The gloomy forecast made by a famous economist: Nothing can stop the recession in the USA. What's next for investors?

Falling consumer spending and a stuck housing market are pushing the U.S. economy closer to a recession, economist Gary Shilling says. He warns that the US stock market could experience a massive decline by the end of the year, according to Business Insider.
Almost nothing can stop a US recession in 2026, economist and former Merrill Lynch employee Gary Shilling said in an interview with Business Insider. He expects a strong correction in stocks as prices have reached very high levels.
Shilling also estimates that the S&P 500 index, which measures the performance of the 500 largest US companies, could drop as much as 30% by the end of the year.
He says the only things that could prevent a recession right now would be a series of fiscal stimulus or maintaining the strength of the American consumer, both of which are unlikely in his view.
Warnings from the US economy
Shilling pointed to several signals that suggest the US economy is close to recession.
First, the housing market remains stuck as interest rates are expected to remain high. Home buying activity has slowed after rate hikes in recent weeks.
At the same time, the investments of private companies have decreased in recent years. While AI spending is on the rise, overall investment grew by just 3.9% at the end of last year.
Another important factor is population consumption, which supports approximately two-thirds of economic growth. Shilling says spending will fall because of financial pressures on citizens. Disposable income rose just 0.4% in March and the savings rate fell to 3.6%.
Americans are feeling the cumulative effects of price hikes started in the pandemic and recent inflation. Data from the Bureau of Labor Statistics show that energy prices rose 12.5% in March compared to the same period last year. This is the biggest increase since 2022 and was driven by rising oil prices.
During the same period, disposable income growth slowed to an annual pace of 0.4%. This is the lowest level in three years. At the same time, the population savings rate fell to 3.6%, reaching the minimum since 2022.
“The situation is really precarious in terms of income and people's willingness to spend,” Shilling said.
Stunning ratings
Shilling said share prices have risen to high levels in recent years. He pointed to three indicators that show stocks are overvalued.
The first is the inflation-adjusted price-to-earnings ratio of the S&P 500, called the Shiller CAPE ratio. It is at its highest level since before the collapse of the dot-com bubble. The other two indicators are the price-to-sales ratio and the price-to-book ratio, both of which are at record highs.

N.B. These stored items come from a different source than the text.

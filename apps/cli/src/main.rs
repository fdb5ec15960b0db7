//! opagen CLI — operating agreement document generator.
//!
//! Turns an agreement record (JSON) into a formatted `.docx` Operating
//! Agreement, rendered from an installed template or built from scratch.

mod commands;

use clap::Parser;
use color_eyre::eyre::Result;

use commands::Cli;

fn main() -> Result<()> {
    color_eyre::install()?;
    let cli = Cli::parse();
    commands::init_tracing(&cli);
    commands::run(cli)
}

“Stocks are very expensive and a major correction is likely to occur sometime in the relatively near future,” Shilling said. He estimates the timing of this correction to be the end of 2026. “A 20% or 30% drop is not a big deal historically. So I would say that's probably going to happen.”
Shilling noted that it's unclear what could trigger the stock's decline. Such declines are usually caused by excesses in the market. However, he does not see the development of artificial intelligence as necessarily a sign of excess.
“I've kind of made a career out of looking for those hidden flaws, and right now I don't see anything that obviously points to a massive sell-off, but that doesn't mean it doesn't exist,” he said.
The economist warned investors of a recession and a decline in stocks over the past four years. Last year, he argued that the decline could be triggered by speculation in the financial markets, pointing to transactions in cryptocurrencies and those in the artificial intelligence sector.